Il principio dell’irretroattività della legge penale sancisce che nessuno può essere punito per un fatto che al momento in cui è stato commesso non era previsto come reato. Specularmente, nessuno può essere punito in forza di una norma incriminatrice entrata in vigore dopo la commissione del fatto.
Secondo la Corte d’appello di Milano, invece, questo principio non si applica; la sentenza n. 68/2012, in relazione al riconoscimento del fatto di lieve entità in relazione al reato di sequestro di persona a scopo di estorsione, sancisce che «l’accoglimento della domanda avrebbe comportato una non consentita nuova valutazione nel merito circa la configurabilità della circostanza attenuante, non prevista all’epoca del giudizio di cognizione».
Dolo o colpa?
Non è chiaro cosa abbia spinto la Corte a esprimersi in modo così distante dal dettato legislativo.

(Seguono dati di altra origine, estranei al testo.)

//! loopgrid CLI: offline demo render and live duplex looping.
//!
//! Usage:
//!   loopgrid demo --wav demo.wav
//!   loopgrid --config loopgrid.toml live

use anyhow::{bail, Context, Result};
use clap::{Parser, Subcommand};
use lg_master::{frames_to_wav, Controller, Frame, GridState, LoopgridConfig};
use std::io::{BufRead, Write};
use std::path::PathBuf;
use std::{fs, io};

#[derive(Parser, Debug)]
#[command(name = "loopgrid")]
#[command(version = env!("CARGO_PKG_VERSION"))]
#[command(about = "Bar-synchronised clip looper", long_about = None)]
struct Args {
    /// TOML session config
    #[arg(short, long, value_name = "PATH", global = true)]
    config: Option<PathBuf>,

    /// Override the configured tempo
    #[arg(long, global = true)]
    bpm: Option<f32>,

    #[command(subcommand)]
    command: Commands,
}

#[derive(Subcommand, Debug)]
enum Commands {
    /// Record a synthetic tone into clip 0/0 and loop it, offline
    Demo {
        /// Bars of input to record
        #[arg(long, default_value_t = 2)]
        bars: usize,

        /// Bars of playback to render after the take
        #[arg(long, default_value_t = 4)]
        loops: usize,

        /// Write the mixdown here
        #[arg(long, value_name = "FILE")]
        wav: Option<PathBuf>,
    },
    /// Run against the default audio devices, reading commands from stdin
    Live,
}

fn main() -> Result<()> {
    env_logger::Builder::from_env(env_logger::Env::default().default_filter_or("info")).init();
    let args = Args::parse();

    let mut config = match &args.config {
        Some(path) => LoopgridConfig::load(path)?,
        None => LoopgridConfig::default(),
    };
    if let Some(bpm) = args.bpm {
        config.engine.bpm = bpm;
    }
    log::info!(
        "{}x{} grid at {} Hz, {} BPM",
        config.tracks,
        config.scenes,
        config.engine.sample_rate,
        config.engine.bpm
    );

    match args.command {
        Commands::Demo { bars, loops, wav } => demo(config, bars, loops, wav),
        Commands::Live => live(config),
    }
}

fn demo(config: LoopgridConfig, bars: usize, loops: usize, wav: Option<PathBuf>) -> Result<()> {
    if bars == 0 {
        bail!("need at least one bar to record");
    }
    let sample_rate = config.engine.sample_rate;
    let mut ctrl = Controller::new(config);
    let mut mix = Vec::new();

    ctrl.queue_record(0, 0)?;
    let lead_in = ctrl.frames_until_bar().unwrap_or(0);
    mix.extend(ctrl.render_silence(lead_in)?);
    print_status(&ctrl, 0, 0)?;

    let bar_frames = ctrl.frames_until_bar().unwrap_or(0);
    let input = tone(bars * bar_frames, sample_rate, 220.0);
    let (take, last_bar) = input.split_at((bars - 1) * bar_frames);
    mix.extend(ctrl.render_offline(take)?);
    // play lands on the closing bar line and commits the take
    ctrl.queue_play(0, 0)?;
    mix.extend(ctrl.render_offline(last_bar)?);
    print_status(&ctrl, 0, 0)?;

    mix.extend(ctrl.render_silence(loops * bar_frames)?);
    print_status(&ctrl, 0, 0)?;
    if ctrl.dropped_frames() > 0 {
        log::warn!("{} input frames dropped", ctrl.dropped_frames());
    }

    if let Some(path) = wav {
        let bytes = frames_to_wav(&mix, sample_rate);
        fs::write(&path, &bytes).with_context(|| format!("writing {}", path.display()))?;
        println!("Wrote {} frames to {}", mix.len(), path.display());
    }
    Ok(())
}

/// Decaying sine bursts, one per beat-ish, as stand-in input.
fn tone(frames: usize, sample_rate: u32, freq: f32) -> Vec<Frame> {
    let rate = sample_rate as f32;
    let burst = (rate / 2.0) as usize;
    (0..frames)
        .map(|i| {
            let t = i as f32 / rate;
            let env = 1.0 - (i % burst.max(1)) as f32 / burst.max(1) as f32;
            Frame::mono(0.5 * env * (std::f32::consts::TAU * freq * t).sin())
        })
        .collect()
}

fn print_status(ctrl: &Controller, track: usize, scene: usize) -> Result<()> {
    let status = ctrl.clip_status(track, scene)?;
    println!(
        "clip {}/{}: {:<12} beats {:>3}  length {:>8}  buffer {:>8}/{:<8}",
        track,
        scene,
        status.state,
        status.beats,
        status.length,
        status.buffer_length,
        status.audio_buffer_size
    );
    if let Some(pos) = ctrl.position() {
        let beats_per_bar = ctrl.config().engine.beats_per_bar;
        println!(
            "  at bar {} beat {}",
            pos.bar(beats_per_bar) + 1,
            pos.beat_in_bar(beats_per_bar) + 1
        );
    }
    Ok(())
}

fn live(config: LoopgridConfig) -> Result<()> {
    let mut ctrl = Controller::new(config);
    ctrl.start_live().context("starting audio")?;
    println!("Commands: play|stop|record|reset|save T S, beats T S N, bpm X, status, quit");

    let stdin = io::stdin();
    for line in stdin.lock().lines() {
        let line = line?;
        let words: Vec<&str> = line.split_whitespace().collect();
        if words.first() == Some(&"quit") {
            break;
        }
        if let Err(e) = run_command(&mut ctrl, &words) {
            println!("error: {:#}", e);
        }
        for snapshot in ctrl.take_snapshots() {
            println!(
                "saved clip {}/{}: {} frames, {} beats",
                snapshot.track, snapshot.scene, snapshot.length, snapshot.beats
            );
        }
        let _ = io::stdout().flush();
    }

    ctrl.stop_live();
    println!("Done.");
    Ok(())
}

fn run_command(ctrl: &mut Controller, words: &[&str]) -> Result<()> {
    let cell = || -> Result<(usize, usize)> {
        let track = words.get(1).context("missing track")?.parse()?;
        let scene = words.get(2).context("missing scene")?.parse()?;
        Ok((track, scene))
    };
    match words.first().copied() {
        None => {}
        Some("play") => {
            let (t, s) = cell()?;
            ctrl.queue_play(t, s)?;
        }
        Some("stop") => {
            let (t, s) = cell()?;
            ctrl.queue_stop(t, s)?;
        }
        Some("record") => {
            let (t, s) = cell()?;
            ctrl.queue_record(t, s)?;
        }
        Some("reset") => {
            let (t, s) = cell()?;
            ctrl.reset(t, s)?;
        }
        Some("save") => {
            let (t, s) = cell()?;
            ctrl.save(t, s)?;
        }
        Some("beats") => {
            let (t, s) = cell()?;
            let beats = words.get(3).context("missing beat count")?.parse()?;
            ctrl.set_beats(t, s, beats)?;
        }
        Some("bpm") => {
            let bpm = words.get(1).context("missing tempo")?.parse()?;
            ctrl.set_bpm(bpm);
        }
        Some("status") => {
            for track in 0..ctrl.tracks() {
                for scene in 0..ctrl.scenes() {
                    if ctrl.state(track, scene)? != GridState::Empty {
                        print_status(ctrl, track, scene)?;
                    }
                }
            }
        }
        Some(other) => bail!("unknown command '{}'", other),
    }
    Ok(())
}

In ogni caso ci pensa la sentenza n. 5973/2015 della Cassazione a sistemare le cose, sancendo l’applicabilità dell’attenuante della lieve entità del fatto al caso di specie «non essendo di ostacolo il giudicato atteso che tutto l’ordinamento è decisamente orientato a non tenerne conto ogniqualvolta dal giudicato resterebbe sacrificato il buon diritto del cittadino». In dubio pro reo.
Resta da chiedersi come un sequestro di persona, durato 13 ore, possa essere di “lieve entità”.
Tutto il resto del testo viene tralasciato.